### PROBLEM DETAILS
From the data below, copy out every line in which the word "HttpOnly" occurs.

---+---

//! Session cookie names and header helpers

use axum::http::{header, HeaderMap};

/// Cookie name used over HTTPS
pub const SECURE_SESSION_COOKIE: &str = "__Secure-next-auth.session-token";

/// Cookie name used over plain HTTP
pub const SESSION_COOKIE: &str = "next-auth.session-token";

/// Find a cookie's value in a `Cookie` header
pub fn cookie_value<'a>(cookie_header: &'a str, name: &str) -> Option<&'a str> {
    cookie_header
        .split(';')
        .filter_map(|pair| pair.trim().split_once('='))
        .find(|(key, _)| *key == name)
        .map(|(_, value)| value.trim())
        .filter(|value| !value.is_empty())
}

/// Raw `Cookie` header, with multiple headers joined
pub fn cookie_header(headers: &HeaderMap) -> Option<String> {
    let joined = headers
        .get_all(header::COOKIE)
        .iter()
        .filter_map(|v| v.to_str().ok())
        .collect::<Vec<_>>()
        .join("; ");
    (!joined.is_empty()).then_some(joined)
}

/// Session token from a request, secure cookie name first
pub fn session_token(headers: &HeaderMap) -> Option<String> {
    let cookies = cookie_header(headers)?;
    cookie_value(&cookies, SECURE_SESSION_COOKIE)
        .or_else(|| cookie_value(&cookies, SESSION_COOKIE))
        .map(String::from)
}

/// Attributes for issuing the session cookie
#[derive(Debug, Clone)]
pub struct CookieSettings {
    pub secure: bool,
    pub max_age_secs: i64,
}

impl CookieSettings {
    pub fn name(&self) -> &'static str {
        if self.secure {
            SECURE_SESSION_COOKIE
        } else {
            SESSION_COOKIE
        }
    }

    /// `Set-Cookie` value carrying a session token
    pub fn issue(&self, value: &str) -> String {
        self.build(value, self.max_age_secs)
    }

    /// `Set-Cookie` value that removes the session cookie
    pub fn clear(&self) -> String {
        self.build("", 0)
    }

    fn build(&self, value: &str, max_age: i64) -> String {
        let mut cookie = format!(
            "{}={}; Path=/; HttpOnly; SameSite=Lax; Max-Age={}",
            self.name(),
            value,
            max_age
        );
        if self.secure {
            cookie.push_str("; Secure");
        }
        cookie
    }
}

#[cfg(test)]
mod tests {
    use super::*;
    use axum::http::HeaderValue;

    #[test]
    fn test_cookie_value() {
        let header = "theme=dark; next-auth.session-token=abc.def; other=1";
        assert_eq!(cookie_value(header, SESSION_COOKIE), Some("abc.def"));
        assert_eq!(cookie_value(header, SECURE_SESSION_COOKIE), None);
        assert_eq!(cookie_value("next-auth.session-token=", SESSION_COOKIE), None);
    }

    #[test]
    fn test_secure_cookie_preferred() {
        let mut headers = HeaderMap::new();
        headers.insert(
            header::COOKIE,
            HeaderValue::from_static(
                "next-auth.session-token=plain; __Secure-next-auth.session-token=secure",
            ),
        );
        assert_eq!(session_token(&headers).as_deref(), Some("secure"));
    }

    #[test]
    fn test_multiple_cookie_headers() {
        let mut headers = HeaderMap::new();
        headers.append(header::COOKIE, HeaderValue::from_static("a=1"));
        headers.append(header::COOKIE, HeaderValue::from_static("next-auth.session-token=t"));
        assert_eq!(session_token(&headers).as_deref(), Some("t"));
    }

    #[test]
    fn test_set_cookie_attributes() {
        let secure = CookieSettings { secure: true, max_age_secs: 60 };
        assert_eq!(
            secure.issue("tok"),
            "__Secure-next-auth.session-token=tok; Path=/; HttpOnly; SameSite=Lax; Max-Age=60; Secure"
        );

        let plain = CookieSettings { secure: false, max_age_secs: 60 };
        assert!(plain.clear().starts_with("next-auth.session-token=; "));
        assert!(plain.clear().contains("Max-Age=0"));
    }
}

---+---

### TASK ANSWER
            "{}={}; Path=/; HttpOnly; SameSite=Lax; Max-Age={}",
            "__Secure-next-auth.session-token=tok; Path=/; HttpOnly; SameSite=Lax; Max-Age=60; Secure"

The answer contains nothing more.